● **YOUR OBJECTIVE**:
Please give back, word for word, each line from the start of the entries through the one in which "open orders are" is found.

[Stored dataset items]
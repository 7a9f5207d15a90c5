//! Automated trading agent for Kalshi binary prediction markets.
//!
//! The agent consumes the exchange's orderbook stream and an
//! underlying-asset price feed, prices each binary market as a European
//! binary option, and works the displayed bid/ask whenever the model value
//! clears the configured edge. Positions, balance, and open orders are
//! tracked locally and periodically reconciled against the exchange.
//!
//! The main moving parts:
//!
//! - [`book`]: sequence-validated incremental orderbook with fixed-point
//!   prices and the YES/NO complement invariant.
//! - [`ws`]: the exchange WebSocket subscription state machine with gap
//!   detection, snapshot rebuild, and reconnection.
//! - [`executor`]: the portfolio state machine (fill accounting under
//!   concurrent placement, risk-limit enforcement, reconciliation) in live
//!   and paper variants.
//! - [`runner`]: the supervisory loop composing everything, with periodic
//!   reconciliation, staleness and terminal-time limits, and safe position
//!   unwinding on every exit path.

pub mod auth;
pub mod book;
pub mod client;
pub mod config;
pub mod error;
pub mod executor;
pub mod fees;
pub mod logging;
pub mod market;
pub mod models;
pub mod price;
pub mod pricer;
pub mod runner;
pub mod signal;
pub mod sync;
pub mod vol;
pub mod ws;

pub use auth::Credentials;
pub use book::{OrderBook, PriceBuffer, TopOfBook};
pub use client::{Environment, ExchangeClient};
pub use config::SessionConfig;
pub use error::{Error, Result};
pub use executor::{
    Execute, LiveExecutor, OptionsExecutor, PricingParams, RiskLimits, SimExecutor,
};
pub use fees::FeeSchedule;
pub use market::{BookUpdate, Market, SequenceGap};
pub use models::{Action, Order, OrderRequest, Side, cents_to_dollars};
pub use price::FixedPrice;
pub use runner::SessionRunner;
pub use signal::{SignalHandle, SignalSocket};
pub use vol::VolatilityEstimator;
pub use ws::ExchangeSocket;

● **ANSWER BOX**:
repository 7a9f5207d15a90c5
//! Automated trading agent for Kalshi binary prediction markets.
//!
//! The agent consumes the exchange's orderbook stream and an
//! underlying-asset price feed, prices each binary market as a European
//! binary option, and works the displayed bid/ask whenever the model value
//! clears the configured edge. Positions, balance, and open orders are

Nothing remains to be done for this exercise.